## ENTRIES SUPPLIED:
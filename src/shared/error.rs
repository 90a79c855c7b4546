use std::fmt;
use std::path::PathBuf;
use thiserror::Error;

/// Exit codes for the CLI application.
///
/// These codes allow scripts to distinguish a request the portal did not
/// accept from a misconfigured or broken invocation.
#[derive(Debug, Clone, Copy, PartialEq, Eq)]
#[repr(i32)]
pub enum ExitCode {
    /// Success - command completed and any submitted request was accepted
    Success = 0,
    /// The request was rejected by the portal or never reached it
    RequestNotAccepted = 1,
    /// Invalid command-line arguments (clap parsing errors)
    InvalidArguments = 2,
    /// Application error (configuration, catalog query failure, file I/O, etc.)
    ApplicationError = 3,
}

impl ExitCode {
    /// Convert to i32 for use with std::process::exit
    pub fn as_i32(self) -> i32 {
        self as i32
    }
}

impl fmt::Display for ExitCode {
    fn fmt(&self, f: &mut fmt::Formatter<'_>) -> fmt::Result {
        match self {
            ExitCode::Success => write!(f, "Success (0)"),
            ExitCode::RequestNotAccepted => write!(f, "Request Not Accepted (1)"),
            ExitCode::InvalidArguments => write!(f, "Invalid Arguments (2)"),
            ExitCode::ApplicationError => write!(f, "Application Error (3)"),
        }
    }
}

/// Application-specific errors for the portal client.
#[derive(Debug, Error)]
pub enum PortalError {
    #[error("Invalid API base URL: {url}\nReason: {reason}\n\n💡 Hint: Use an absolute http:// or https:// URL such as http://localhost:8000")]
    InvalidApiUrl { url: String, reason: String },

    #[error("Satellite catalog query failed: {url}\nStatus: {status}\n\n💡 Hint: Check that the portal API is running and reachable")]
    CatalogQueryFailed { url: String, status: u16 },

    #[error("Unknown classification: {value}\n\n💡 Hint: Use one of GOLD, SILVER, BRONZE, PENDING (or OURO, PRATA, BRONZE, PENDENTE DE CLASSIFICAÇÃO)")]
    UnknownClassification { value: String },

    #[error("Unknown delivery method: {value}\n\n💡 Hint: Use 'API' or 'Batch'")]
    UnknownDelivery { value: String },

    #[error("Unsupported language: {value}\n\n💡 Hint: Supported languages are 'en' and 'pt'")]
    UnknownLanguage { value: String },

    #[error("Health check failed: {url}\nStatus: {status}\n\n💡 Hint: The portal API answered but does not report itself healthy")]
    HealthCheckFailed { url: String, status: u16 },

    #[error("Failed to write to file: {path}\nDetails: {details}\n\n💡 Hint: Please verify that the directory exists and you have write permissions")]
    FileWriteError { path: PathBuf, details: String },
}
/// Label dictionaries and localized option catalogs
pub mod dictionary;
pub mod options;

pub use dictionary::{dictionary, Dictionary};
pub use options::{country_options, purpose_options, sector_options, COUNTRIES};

---

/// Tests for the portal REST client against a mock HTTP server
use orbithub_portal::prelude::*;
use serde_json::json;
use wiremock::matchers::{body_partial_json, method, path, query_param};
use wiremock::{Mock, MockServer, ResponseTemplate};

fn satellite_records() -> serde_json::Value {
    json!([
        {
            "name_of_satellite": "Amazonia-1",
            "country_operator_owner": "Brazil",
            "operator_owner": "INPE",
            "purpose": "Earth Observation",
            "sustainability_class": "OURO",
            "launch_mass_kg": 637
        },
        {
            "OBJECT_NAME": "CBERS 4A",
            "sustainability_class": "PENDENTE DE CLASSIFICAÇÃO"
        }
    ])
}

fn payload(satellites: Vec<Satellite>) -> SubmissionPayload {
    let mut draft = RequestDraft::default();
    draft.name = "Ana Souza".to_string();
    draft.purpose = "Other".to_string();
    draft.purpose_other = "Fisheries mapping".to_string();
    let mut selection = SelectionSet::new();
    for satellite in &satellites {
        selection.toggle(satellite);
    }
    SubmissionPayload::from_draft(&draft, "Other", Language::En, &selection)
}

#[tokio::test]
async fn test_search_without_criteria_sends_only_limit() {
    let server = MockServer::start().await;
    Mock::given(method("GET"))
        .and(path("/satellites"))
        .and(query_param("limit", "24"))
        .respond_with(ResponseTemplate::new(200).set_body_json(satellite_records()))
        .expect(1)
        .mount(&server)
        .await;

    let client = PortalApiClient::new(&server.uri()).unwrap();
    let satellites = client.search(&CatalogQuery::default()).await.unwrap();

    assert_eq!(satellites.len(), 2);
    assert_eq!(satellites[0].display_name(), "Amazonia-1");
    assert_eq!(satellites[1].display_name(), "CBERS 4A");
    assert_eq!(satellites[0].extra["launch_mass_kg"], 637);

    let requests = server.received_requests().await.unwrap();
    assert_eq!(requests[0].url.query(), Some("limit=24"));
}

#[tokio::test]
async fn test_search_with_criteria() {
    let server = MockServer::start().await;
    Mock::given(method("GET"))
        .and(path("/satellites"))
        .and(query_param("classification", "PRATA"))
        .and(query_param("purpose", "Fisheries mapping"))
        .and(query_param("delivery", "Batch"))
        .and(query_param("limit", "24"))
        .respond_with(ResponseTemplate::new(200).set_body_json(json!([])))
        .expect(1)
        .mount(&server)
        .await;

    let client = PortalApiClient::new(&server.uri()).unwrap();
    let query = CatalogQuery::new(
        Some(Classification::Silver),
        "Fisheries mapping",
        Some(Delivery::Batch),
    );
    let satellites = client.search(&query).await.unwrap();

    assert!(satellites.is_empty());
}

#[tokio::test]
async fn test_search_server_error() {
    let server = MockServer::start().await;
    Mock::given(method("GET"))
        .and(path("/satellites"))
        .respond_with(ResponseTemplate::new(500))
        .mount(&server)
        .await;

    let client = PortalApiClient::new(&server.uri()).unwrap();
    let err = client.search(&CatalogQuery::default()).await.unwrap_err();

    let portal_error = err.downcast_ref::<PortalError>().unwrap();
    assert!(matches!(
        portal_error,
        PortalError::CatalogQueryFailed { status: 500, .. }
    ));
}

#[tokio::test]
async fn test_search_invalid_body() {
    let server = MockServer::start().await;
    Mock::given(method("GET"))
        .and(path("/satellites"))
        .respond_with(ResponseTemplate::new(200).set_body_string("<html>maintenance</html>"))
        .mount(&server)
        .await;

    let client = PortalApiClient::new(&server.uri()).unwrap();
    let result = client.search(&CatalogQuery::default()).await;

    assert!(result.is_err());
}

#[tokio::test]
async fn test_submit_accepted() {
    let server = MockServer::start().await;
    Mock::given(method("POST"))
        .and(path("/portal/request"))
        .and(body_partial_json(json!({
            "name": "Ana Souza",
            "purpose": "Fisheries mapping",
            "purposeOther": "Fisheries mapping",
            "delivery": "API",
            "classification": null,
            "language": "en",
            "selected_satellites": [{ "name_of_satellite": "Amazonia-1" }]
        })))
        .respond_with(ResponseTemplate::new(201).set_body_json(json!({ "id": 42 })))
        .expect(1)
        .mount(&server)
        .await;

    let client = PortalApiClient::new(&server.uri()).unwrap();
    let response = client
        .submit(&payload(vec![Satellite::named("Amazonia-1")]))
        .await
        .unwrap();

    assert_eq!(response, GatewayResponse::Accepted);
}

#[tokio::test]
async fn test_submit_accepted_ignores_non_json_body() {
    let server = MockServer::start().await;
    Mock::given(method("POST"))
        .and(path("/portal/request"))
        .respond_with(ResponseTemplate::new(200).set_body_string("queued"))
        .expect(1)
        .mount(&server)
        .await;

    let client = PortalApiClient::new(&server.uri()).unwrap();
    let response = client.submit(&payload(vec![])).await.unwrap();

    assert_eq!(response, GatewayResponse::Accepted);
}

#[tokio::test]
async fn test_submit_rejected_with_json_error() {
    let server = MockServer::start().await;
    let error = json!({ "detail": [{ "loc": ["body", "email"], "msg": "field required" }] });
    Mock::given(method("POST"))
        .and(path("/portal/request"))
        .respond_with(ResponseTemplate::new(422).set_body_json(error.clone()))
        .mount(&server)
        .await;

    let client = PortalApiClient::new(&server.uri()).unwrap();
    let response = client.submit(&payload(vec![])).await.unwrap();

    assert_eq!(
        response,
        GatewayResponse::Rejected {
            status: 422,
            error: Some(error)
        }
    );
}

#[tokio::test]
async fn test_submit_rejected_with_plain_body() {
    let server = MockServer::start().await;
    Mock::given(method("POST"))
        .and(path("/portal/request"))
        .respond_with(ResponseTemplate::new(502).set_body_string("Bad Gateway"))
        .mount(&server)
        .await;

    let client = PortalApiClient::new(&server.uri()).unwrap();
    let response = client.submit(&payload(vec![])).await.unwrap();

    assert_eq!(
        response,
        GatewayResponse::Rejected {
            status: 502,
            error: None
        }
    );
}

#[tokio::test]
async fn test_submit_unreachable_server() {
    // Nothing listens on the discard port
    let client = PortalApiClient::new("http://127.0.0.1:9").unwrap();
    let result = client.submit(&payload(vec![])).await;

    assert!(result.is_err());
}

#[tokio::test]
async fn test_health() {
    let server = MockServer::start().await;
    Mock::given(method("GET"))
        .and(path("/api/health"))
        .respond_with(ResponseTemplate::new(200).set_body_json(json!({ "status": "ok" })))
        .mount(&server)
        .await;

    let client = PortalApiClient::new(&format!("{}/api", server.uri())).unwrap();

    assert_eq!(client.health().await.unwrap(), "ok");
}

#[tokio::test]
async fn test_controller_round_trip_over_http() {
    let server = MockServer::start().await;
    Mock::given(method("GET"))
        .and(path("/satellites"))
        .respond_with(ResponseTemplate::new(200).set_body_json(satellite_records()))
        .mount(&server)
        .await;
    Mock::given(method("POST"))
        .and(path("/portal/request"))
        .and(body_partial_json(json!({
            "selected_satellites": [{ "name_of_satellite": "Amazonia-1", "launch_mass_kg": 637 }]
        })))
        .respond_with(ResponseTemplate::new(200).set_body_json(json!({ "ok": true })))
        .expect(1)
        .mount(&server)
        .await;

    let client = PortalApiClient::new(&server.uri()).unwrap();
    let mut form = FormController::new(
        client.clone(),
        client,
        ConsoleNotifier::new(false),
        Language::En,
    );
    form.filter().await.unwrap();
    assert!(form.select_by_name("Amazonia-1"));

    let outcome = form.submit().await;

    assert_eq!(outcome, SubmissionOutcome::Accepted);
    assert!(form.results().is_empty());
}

## WHAT IS REQUIRED:
From the data above, pick out each line containing "status" and copy it.

## FINISHED TASK:
    #[error("Satellite catalog query failed: {url}\nStatus: {status}\n\n💡 Hint: Check that the portal API is running and reachable")]
    CatalogQueryFailed { url: String, status: u16 },
    #[error("Health check failed: {url}\nStatus: {status}\n\n💡 Hint: The portal API answered but does not report itself healthy")]
    HealthCheckFailed { url: String, status: u16 },
        PortalError::CatalogQueryFailed { status: 500, .. }
            status: 422,
            status: 502,
        .respond_with(ResponseTemplate::new(200).set_body_json(json!({ "status": "ok" })))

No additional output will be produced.